| PROBLEM |
Would you output the entries below only from the line containing "filename src/config.rs" through the line containing "pub enum StoreBackend", exactly as they stand and with both ends included?
STUDY MATERIAL Start Marker
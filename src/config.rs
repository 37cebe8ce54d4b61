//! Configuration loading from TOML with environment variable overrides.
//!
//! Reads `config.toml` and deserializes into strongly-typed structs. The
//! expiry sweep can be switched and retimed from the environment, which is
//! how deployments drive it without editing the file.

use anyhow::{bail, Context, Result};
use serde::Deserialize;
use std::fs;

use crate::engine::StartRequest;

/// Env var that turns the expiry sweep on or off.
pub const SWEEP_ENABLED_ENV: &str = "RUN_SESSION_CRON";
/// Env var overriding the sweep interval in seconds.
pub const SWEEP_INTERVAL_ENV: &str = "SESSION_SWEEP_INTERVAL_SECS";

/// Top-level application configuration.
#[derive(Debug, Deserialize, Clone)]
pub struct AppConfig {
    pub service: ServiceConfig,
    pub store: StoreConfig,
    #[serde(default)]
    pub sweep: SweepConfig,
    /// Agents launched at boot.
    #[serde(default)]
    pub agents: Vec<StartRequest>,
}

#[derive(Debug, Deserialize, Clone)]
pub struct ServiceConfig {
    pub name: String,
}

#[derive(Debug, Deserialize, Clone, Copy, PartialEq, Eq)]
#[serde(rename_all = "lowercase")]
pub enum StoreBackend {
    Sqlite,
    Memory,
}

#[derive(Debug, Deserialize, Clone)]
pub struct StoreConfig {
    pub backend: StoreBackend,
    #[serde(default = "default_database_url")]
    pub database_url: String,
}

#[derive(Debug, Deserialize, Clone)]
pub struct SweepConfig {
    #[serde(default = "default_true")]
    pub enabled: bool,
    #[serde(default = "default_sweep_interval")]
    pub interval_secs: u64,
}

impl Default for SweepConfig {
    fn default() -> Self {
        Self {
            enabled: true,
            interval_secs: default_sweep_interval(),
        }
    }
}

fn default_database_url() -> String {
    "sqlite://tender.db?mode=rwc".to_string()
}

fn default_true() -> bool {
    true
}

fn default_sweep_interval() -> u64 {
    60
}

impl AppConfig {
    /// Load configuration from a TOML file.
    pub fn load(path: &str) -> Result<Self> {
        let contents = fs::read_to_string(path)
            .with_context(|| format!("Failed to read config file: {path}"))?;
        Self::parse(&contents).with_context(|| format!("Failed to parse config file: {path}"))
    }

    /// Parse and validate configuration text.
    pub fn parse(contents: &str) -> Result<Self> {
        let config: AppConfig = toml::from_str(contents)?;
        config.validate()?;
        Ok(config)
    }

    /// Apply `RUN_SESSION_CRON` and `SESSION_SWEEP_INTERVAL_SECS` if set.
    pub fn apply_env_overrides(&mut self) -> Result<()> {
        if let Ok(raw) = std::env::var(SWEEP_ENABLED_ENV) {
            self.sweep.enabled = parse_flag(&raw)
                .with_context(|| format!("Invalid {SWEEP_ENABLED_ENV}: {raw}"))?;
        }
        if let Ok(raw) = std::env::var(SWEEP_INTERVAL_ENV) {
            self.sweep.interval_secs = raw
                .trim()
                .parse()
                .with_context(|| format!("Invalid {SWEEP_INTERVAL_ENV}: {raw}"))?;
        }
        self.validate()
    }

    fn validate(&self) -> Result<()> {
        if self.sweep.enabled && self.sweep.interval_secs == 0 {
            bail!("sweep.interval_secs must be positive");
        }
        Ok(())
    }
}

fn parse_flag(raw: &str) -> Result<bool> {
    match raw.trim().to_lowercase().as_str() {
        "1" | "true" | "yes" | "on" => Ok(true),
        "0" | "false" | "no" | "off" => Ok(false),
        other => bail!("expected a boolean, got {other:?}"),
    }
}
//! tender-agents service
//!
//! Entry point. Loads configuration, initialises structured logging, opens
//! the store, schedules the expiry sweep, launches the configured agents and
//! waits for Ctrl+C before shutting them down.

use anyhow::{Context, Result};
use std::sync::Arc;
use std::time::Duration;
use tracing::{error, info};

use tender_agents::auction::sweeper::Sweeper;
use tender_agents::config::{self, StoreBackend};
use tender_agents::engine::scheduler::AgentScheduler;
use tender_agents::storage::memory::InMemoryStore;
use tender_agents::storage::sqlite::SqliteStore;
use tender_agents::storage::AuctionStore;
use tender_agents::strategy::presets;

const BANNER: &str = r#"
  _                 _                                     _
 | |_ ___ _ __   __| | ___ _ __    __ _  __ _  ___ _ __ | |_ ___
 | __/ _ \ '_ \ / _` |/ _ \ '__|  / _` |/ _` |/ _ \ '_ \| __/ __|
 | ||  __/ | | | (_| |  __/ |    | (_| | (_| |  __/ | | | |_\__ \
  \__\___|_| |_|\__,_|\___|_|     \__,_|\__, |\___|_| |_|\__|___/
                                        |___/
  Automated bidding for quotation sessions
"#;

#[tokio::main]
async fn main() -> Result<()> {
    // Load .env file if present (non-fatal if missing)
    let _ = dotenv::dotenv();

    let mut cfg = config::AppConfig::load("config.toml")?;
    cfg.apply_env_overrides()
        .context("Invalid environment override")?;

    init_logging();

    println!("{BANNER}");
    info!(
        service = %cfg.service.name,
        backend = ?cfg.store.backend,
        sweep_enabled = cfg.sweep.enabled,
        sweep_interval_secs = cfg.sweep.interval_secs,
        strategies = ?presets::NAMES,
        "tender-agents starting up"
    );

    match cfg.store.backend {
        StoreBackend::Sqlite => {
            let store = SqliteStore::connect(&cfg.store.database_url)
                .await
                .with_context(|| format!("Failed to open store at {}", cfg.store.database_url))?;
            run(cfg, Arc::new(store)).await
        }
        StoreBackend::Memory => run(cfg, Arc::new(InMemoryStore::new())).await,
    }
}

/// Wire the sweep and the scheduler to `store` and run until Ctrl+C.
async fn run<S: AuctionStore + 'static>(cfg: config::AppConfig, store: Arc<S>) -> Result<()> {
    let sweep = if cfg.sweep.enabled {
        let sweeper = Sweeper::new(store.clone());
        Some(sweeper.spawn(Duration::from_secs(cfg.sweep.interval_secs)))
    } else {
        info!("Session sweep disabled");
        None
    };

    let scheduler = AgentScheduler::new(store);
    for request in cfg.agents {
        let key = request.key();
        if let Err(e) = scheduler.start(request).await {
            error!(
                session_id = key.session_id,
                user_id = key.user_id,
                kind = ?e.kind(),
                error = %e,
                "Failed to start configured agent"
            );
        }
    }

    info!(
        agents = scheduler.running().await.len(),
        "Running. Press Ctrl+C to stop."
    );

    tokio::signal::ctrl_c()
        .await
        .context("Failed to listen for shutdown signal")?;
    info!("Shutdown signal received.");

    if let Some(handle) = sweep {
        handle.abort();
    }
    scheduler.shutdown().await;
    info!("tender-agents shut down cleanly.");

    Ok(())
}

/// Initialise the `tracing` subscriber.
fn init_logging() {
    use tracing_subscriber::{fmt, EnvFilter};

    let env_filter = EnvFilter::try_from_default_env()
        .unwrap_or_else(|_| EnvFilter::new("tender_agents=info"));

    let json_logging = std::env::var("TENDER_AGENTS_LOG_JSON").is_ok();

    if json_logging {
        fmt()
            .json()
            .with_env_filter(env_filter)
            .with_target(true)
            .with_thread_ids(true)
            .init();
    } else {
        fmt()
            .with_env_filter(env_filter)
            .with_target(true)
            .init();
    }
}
STUDY MATERIAL End Marker
STUDY MATERIAL Start Marker
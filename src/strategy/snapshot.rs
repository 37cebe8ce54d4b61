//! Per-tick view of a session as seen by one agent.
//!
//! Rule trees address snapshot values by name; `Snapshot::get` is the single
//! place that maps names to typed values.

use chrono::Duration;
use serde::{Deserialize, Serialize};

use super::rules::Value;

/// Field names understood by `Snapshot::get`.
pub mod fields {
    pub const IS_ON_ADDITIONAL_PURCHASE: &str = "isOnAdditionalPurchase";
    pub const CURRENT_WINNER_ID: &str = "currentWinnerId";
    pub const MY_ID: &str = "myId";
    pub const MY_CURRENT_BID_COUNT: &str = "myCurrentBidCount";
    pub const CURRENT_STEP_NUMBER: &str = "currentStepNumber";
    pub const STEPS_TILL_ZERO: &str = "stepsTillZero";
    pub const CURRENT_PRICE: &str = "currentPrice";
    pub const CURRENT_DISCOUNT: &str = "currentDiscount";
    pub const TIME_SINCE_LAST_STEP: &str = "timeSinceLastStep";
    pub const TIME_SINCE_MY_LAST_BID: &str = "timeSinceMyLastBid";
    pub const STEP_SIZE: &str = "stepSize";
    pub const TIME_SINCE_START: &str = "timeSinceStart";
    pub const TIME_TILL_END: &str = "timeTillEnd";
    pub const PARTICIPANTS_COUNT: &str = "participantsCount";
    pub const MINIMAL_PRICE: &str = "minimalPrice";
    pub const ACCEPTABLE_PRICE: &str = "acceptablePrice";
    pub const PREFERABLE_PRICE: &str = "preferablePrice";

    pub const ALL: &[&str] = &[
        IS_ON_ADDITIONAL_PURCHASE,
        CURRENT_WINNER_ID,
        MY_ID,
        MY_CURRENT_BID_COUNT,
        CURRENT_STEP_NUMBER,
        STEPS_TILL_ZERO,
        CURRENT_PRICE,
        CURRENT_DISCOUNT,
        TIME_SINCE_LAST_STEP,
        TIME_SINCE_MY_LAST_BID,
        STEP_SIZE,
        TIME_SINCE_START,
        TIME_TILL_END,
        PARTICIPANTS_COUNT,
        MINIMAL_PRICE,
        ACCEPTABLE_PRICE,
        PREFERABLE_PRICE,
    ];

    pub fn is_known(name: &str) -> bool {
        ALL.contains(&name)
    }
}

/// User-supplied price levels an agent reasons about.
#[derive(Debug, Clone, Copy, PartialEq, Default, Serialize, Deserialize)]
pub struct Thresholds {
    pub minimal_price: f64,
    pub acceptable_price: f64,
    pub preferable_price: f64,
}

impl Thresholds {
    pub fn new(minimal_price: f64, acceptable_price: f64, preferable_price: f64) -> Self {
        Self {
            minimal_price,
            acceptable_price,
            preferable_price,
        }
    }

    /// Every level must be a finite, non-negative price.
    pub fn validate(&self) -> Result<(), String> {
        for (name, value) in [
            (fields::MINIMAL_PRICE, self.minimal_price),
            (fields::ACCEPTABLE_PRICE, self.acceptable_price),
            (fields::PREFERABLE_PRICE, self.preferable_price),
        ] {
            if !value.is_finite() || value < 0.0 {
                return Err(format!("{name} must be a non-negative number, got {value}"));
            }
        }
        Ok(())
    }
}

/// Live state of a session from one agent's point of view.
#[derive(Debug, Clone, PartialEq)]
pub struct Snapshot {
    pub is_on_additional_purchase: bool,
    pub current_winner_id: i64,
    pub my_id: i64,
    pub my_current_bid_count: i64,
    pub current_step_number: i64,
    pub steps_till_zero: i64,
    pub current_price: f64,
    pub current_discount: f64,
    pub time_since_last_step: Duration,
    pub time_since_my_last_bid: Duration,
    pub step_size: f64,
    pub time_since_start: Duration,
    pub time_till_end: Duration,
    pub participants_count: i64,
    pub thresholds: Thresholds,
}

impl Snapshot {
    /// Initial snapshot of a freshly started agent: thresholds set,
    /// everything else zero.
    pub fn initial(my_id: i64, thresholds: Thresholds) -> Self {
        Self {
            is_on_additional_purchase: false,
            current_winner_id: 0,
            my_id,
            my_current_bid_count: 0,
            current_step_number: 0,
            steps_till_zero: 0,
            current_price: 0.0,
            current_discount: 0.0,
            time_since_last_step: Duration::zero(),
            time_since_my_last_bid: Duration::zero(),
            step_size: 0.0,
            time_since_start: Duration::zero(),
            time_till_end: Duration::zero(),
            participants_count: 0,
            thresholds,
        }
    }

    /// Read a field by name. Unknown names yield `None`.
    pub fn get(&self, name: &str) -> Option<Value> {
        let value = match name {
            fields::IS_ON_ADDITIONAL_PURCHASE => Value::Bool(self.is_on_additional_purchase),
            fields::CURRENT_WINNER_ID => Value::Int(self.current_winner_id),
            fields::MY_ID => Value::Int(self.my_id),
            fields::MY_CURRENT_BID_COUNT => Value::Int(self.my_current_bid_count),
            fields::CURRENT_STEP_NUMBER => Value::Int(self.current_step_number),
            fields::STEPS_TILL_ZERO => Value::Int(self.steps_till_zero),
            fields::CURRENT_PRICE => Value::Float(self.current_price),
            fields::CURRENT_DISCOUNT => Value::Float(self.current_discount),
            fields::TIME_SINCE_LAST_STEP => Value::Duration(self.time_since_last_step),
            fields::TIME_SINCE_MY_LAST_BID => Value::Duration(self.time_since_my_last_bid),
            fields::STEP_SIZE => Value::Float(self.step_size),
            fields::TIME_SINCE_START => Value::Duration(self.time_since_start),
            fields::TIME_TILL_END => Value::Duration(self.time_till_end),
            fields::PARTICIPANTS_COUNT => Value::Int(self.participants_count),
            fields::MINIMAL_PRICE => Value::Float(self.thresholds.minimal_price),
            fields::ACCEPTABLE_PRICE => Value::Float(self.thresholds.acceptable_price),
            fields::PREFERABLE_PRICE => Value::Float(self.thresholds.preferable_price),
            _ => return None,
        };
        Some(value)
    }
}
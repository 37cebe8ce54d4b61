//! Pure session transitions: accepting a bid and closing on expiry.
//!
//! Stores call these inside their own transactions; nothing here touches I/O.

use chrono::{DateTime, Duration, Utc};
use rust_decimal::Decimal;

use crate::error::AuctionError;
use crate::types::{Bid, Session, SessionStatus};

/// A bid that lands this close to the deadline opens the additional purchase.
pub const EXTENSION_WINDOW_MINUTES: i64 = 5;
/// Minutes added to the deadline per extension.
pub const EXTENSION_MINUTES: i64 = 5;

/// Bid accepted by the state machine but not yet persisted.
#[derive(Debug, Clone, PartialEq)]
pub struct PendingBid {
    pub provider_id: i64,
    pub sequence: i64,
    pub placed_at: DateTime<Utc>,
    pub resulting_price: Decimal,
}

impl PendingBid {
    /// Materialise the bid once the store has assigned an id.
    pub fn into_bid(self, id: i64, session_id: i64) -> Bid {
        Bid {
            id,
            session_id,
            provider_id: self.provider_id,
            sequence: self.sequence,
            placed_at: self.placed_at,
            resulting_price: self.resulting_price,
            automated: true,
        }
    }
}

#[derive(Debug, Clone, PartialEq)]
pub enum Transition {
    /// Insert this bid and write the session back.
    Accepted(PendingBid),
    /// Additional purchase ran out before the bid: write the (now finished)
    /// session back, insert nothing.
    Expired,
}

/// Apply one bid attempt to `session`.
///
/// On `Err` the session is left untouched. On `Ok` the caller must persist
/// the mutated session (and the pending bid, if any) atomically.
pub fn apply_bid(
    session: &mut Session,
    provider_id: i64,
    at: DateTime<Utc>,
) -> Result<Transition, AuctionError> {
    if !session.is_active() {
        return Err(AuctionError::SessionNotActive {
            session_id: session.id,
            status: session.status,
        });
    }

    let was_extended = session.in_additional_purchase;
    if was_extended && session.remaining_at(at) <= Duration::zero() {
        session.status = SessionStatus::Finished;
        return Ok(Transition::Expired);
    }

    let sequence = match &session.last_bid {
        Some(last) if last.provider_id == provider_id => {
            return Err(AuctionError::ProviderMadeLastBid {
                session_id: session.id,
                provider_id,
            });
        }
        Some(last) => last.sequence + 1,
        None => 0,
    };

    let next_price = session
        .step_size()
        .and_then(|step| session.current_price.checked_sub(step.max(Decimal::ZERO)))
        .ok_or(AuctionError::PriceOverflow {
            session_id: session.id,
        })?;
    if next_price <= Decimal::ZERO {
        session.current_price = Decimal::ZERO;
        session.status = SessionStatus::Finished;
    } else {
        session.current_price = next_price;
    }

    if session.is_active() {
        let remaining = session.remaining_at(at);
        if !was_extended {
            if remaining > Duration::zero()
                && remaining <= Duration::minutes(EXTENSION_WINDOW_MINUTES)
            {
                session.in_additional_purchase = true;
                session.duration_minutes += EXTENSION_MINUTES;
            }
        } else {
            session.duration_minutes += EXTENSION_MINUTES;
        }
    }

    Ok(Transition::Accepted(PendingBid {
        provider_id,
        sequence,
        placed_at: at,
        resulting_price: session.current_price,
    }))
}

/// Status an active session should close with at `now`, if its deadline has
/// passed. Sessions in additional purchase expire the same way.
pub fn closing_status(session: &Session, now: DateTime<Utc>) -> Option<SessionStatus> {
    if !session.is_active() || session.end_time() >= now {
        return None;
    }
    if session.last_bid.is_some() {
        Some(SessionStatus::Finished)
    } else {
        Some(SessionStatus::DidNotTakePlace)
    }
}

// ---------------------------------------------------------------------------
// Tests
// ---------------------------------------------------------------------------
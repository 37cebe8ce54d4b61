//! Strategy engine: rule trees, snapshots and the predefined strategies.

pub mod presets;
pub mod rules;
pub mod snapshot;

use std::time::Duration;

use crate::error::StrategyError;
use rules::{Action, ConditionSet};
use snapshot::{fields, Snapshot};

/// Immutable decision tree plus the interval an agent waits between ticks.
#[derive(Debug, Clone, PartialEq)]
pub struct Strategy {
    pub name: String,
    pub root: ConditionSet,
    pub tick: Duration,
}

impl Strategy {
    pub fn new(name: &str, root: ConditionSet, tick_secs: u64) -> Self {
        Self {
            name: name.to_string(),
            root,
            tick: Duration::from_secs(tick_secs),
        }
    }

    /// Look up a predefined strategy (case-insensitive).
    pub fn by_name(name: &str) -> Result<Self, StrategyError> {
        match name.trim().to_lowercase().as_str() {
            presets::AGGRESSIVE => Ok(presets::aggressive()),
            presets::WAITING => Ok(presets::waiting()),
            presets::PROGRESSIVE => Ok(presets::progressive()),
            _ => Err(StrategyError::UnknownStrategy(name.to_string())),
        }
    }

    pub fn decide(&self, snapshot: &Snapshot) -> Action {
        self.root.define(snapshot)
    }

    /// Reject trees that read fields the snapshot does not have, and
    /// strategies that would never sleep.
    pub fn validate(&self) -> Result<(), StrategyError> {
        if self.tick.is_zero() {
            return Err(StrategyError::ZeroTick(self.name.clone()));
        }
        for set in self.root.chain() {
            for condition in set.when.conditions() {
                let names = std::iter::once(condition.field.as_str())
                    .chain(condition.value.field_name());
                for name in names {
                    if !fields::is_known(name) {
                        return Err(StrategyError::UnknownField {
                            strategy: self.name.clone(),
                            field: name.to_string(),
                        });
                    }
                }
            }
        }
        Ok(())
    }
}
STUDY MATERIAL End Marker
STUDY MATERIAL Start Marker
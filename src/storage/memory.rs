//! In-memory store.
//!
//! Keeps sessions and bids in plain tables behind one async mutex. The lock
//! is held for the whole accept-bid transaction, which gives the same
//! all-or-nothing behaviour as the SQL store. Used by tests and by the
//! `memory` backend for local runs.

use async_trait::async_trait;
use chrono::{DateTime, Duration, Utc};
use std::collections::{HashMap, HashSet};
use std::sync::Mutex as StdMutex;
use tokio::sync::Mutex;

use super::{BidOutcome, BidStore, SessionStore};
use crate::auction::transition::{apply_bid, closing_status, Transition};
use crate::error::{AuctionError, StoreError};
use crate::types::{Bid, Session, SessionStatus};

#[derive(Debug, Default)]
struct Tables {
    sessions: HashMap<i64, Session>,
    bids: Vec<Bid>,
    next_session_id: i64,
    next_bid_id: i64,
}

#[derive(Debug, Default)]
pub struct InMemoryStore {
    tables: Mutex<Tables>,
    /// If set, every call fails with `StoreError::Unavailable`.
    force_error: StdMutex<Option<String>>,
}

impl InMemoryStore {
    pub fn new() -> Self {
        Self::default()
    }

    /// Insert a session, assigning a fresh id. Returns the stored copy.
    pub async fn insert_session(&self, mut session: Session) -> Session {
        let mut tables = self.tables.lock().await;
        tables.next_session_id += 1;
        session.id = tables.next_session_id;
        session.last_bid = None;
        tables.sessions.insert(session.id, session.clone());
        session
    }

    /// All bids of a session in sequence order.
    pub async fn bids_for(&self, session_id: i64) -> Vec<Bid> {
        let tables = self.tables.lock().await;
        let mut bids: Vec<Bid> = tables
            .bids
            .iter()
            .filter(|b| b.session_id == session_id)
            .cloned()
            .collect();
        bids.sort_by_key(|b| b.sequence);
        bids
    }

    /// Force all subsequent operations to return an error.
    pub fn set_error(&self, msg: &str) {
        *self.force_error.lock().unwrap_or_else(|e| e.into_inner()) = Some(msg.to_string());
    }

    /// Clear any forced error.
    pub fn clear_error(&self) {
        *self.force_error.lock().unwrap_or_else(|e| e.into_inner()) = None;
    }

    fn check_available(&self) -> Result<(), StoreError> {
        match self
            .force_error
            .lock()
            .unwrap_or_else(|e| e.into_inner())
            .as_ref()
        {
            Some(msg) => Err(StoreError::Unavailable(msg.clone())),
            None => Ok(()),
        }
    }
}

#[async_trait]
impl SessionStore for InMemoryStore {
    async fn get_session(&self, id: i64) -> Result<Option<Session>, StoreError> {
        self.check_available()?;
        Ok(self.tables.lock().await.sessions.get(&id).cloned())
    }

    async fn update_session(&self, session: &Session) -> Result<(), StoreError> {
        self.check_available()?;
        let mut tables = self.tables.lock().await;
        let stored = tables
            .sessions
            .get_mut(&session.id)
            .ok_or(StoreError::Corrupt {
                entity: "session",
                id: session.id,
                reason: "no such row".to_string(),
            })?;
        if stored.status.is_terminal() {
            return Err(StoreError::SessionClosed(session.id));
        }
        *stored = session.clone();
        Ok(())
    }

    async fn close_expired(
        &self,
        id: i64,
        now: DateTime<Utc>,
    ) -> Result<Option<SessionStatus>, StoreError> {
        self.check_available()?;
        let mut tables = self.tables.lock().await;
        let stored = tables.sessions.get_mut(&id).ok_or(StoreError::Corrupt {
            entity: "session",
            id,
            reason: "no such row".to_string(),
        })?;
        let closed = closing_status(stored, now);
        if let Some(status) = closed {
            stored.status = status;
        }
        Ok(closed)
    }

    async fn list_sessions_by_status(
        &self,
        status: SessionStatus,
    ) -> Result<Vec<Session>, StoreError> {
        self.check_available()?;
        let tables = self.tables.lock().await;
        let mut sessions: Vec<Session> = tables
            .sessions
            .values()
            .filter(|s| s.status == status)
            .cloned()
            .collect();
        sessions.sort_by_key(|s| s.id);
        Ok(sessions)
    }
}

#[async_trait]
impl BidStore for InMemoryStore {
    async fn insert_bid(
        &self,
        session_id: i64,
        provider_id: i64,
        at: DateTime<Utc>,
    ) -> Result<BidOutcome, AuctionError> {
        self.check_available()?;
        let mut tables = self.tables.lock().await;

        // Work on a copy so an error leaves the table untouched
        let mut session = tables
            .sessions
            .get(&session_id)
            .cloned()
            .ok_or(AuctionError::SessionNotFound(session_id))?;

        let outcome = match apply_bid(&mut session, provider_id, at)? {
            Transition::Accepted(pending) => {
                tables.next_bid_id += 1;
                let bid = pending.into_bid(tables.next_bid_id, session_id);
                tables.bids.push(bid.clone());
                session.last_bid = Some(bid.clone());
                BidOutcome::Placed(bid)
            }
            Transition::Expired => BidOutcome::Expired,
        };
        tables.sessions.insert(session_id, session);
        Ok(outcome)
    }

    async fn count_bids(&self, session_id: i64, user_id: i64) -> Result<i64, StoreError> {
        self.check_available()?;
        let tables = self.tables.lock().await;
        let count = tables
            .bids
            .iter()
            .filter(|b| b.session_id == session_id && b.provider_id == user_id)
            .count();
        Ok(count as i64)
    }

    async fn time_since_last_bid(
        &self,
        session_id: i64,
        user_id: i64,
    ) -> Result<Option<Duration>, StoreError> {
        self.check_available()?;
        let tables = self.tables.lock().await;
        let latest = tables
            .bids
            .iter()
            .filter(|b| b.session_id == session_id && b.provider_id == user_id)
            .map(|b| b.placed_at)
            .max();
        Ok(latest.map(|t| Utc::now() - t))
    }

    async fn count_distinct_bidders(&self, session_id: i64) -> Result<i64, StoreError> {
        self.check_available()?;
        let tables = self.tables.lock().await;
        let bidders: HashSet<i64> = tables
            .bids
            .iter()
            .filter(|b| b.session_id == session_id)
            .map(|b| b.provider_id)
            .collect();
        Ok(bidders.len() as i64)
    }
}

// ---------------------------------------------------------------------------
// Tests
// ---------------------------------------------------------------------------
STUDY MATERIAL End Marker
| EXERCISE RESPONSE |
filename src/config.rs
repository 37cebe8ce54d4b61
//! Configuration loading from TOML with environment variable overrides.
//!
//! Reads `config.toml` and deserializes into strongly-typed structs. The
//! expiry sweep can be switched and retimed from the environment, which is
//! how deployments drive it without editing the file.

use anyhow::{bail, Context, Result};
use serde::Deserialize;
use std::fs;

use crate::engine::StartRequest;

/// Env var that turns the expiry sweep on or off.
pub const SWEEP_ENABLED_ENV: &str = "RUN_SESSION_CRON";
/// Env var overriding the sweep interval in seconds.
pub const SWEEP_INTERVAL_ENV: &str = "SESSION_SWEEP_INTERVAL_SECS";

/// Top-level application configuration.
#[derive(Debug, Deserialize, Clone)]
pub struct AppConfig {
    pub service: ServiceConfig,
    pub store: StoreConfig,
    #[serde(default)]
    pub sweep: SweepConfig,
    /// Agents launched at boot.
    #[serde(default)]
    pub agents: Vec<StartRequest>,
}

#[derive(Debug, Deserialize, Clone)]
pub struct ServiceConfig {
    pub name: String,
}

#[derive(Debug, Deserialize, Clone, Copy, PartialEq, Eq)]
#[serde(rename_all = "lowercase")]
pub enum StoreBackend {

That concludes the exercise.